Genetic determinants of cardiac hypertrophy

Purpose of review Cardiac hypertrophy is a common phenotypic response of the heart to stimulants. It is associated with increased morbidity and mortality in various cardiovascular disorders. Genetic factors are important determinants of phenotypic expression of cardiac hypertrophy, whether in single-gene disorders or in complex traits. We focus on the molecular genetics of cardiac hypertrophy in various conditions with an emphasis on hypertrophic cardiomyopathy, a genetic paradigm of cardiac hypertrophic response. Recent findings The molecular genetic basis of cardiac hypertrophy in single-gene disorders has been partially elucidated. Likewise, the impact of genetics on the expression of cardiac hypertrophy in the general population has been demonstrated.

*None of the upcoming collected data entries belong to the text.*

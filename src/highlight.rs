//! Today / deadline / stand-down highlighting over the day axis.
//!
//! Every day keeps the full set of kinds that apply to it. A single
//! "boundary kind" per divider position is only resolved for renderers that
//! draw one line at a segment edge.

use std::collections::BTreeSet;

use chrono::NaiveDate;
use serde::Serialize;

use crate::domain::Period;
use crate::timeline::Timeline;

/// Declaration order is the boundary priority: later variants win.
#[derive(Debug, Clone, Copy, PartialEq, Eq, PartialOrd, Ord, Hash, Serialize)]
#[serde(rename_all = "snake_case")]
pub enum HighlightKind {
    Standdown,
    Deadline,
    Today,
}

#[derive(Debug, Clone, PartialEq, Eq, Serialize)]
pub struct HighlightSegment {
    pub kind: HighlightKind,
    pub name: Option<String>,
    pub start_index: usize,
    pub end_index: usize,
}

#[derive(Debug, Clone, Default, PartialEq, Eq, Serialize)]
pub struct DayHighlights {
    pub kinds: BTreeSet<HighlightKind>,
    pub standdown_start: bool,
    pub standdown_end: bool,
}

impl DayHighlights {
    pub fn has(&self, kind: HighlightKind) -> bool {
        self.kinds.contains(&kind)
    }

    pub fn is_empty(&self) -> bool {
        self.kinds.is_empty()
    }
}

#[derive(Debug, Clone, Default, Serialize)]
pub struct Highlights {
    pub segments: Vec<HighlightSegment>,
    pub by_day: Vec<DayHighlights>,
    /// One entry per divider position `0..=day_count`.
    pub boundary_kinds: Vec<Option<HighlightKind>>,
}

impl Highlights {
    pub fn resolve(
        timeline: &Timeline,
        today: Option<NaiveDate>,
        deadlines: &[Period],
        standdowns: &[Period],
    ) -> Self {
        let day_count = timeline.len();
        if day_count == 0 {
            return Self::default();
        }

        let mut segments = Vec::new();
        if let Some(index) = today.and_then(|day| timeline.day_index_of(day)) {
            segments.push(HighlightSegment {
                kind: HighlightKind::Today,
                name: None,
                start_index: index,
                end_index: index,
            });
        }
        segments.extend(
            deadlines
                .iter()
                .filter_map(|period| clamp_period(timeline, period, HighlightKind::Deadline)),
        );
        segments.extend(
            standdowns
                .iter()
                .filter_map(|period| clamp_period(timeline, period, HighlightKind::Standdown)),
        );

        let mut by_day = vec![DayHighlights::default(); day_count];
        for segment in &segments {
            for day in &mut by_day[segment.start_index..=segment.end_index] {
                day.kinds.insert(segment.kind);
            }
            if segment.kind == HighlightKind::Standdown {
                by_day[segment.start_index].standdown_start = true;
                by_day[segment.end_index].standdown_end = true;
            }
        }

        let mut boundary_kinds = vec![None; day_count + 1];
        for segment in &segments {
            for position in [segment.start_index, segment.end_index + 1] {
                let slot = &mut boundary_kinds[position];
                if slot.is_none_or(|existing| segment.kind >= existing) {
                    *slot = Some(segment.kind);
                }
            }
        }

        Self {
            segments,
            by_day,
            boundary_kinds,
        }
    }

    pub fn day(&self, index: usize) -> Option<&DayHighlights> {
        self.by_day.get(index)
    }

    pub fn boundary_kind(&self, position: usize) -> Option<HighlightKind> {
        self.boundary_kinds.get(position).copied().flatten()
    }

    /// Union of the kinds found anywhere in `start..=end`, e.g. for a week
    /// header cell.
    pub fn combined(&self, start: usize, end: usize) -> BTreeSet<HighlightKind> {
        self.by_day
            .iter()
            .skip(start)
            .take(end.saturating_sub(start) + 1)
            .flat_map(|day| day.kinds.iter().copied())
            .collect()
    }

    pub fn standdown_segments(&self) -> Vec<HighlightSegment> {
        self.segments
            .iter()
            .filter(|segment| segment.kind == HighlightKind::Standdown)
            .cloned()
            .collect()
    }
}

/// Maps a dated period onto clamped day indices. Periods with invalid or
/// inverted dates, or lying wholly outside the axis, are dropped.
fn clamp_period(timeline: &Timeline, period: &Period, kind: HighlightKind) -> Option<HighlightSegment> {
    let (start, end) = (period.start?, period.end?);
    if start > end {
        tracing::warn!(name = %period.name, "dropping inverted {kind:?} period");
        return None;
    }
    let last = timeline.len().checked_sub(1)? as i64;
    let start_offset = timeline.offset_of(start)?;
    let end_offset = timeline.offset_of(end)?;
    if end_offset < 0 || start_offset > last {
        return None;
    }

    let start_index = start_offset.clamp(0, last) as usize;
    let end_index = end_offset.clamp(0, last) as usize;
    (start_index <= end_index).then(|| HighlightSegment {
        kind,
        name: (!period.name.trim().is_empty()).then(|| period.name.clone()),
        start_index,
        end_index,
    })
}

Identification of mutations in the Z disk proteins has expanded the spectrum of causal mutations beyond the thin and thick filaments of the sarcomeres. In addition, modifier loci have been mapped and shown to impart considerable effects on the expression of cardiac hypertrophy in hypertrophic cardiomyopathy. Elucidation of the molecular genetics of sarcomeric hypertrophic cardiomyopathy and many of the phenocopies has highlighted the limitations of clinical diagnosis as a determinant of management and prognostic advice. The findings have raised the importance of diagnosis and treatment algorithms, which are based on both genotype and phenotype information. Summary Cardiac hypertrophy, regardless of the cause, is the phenotypic consequence of complex interactions between genetic and nongenetic factors.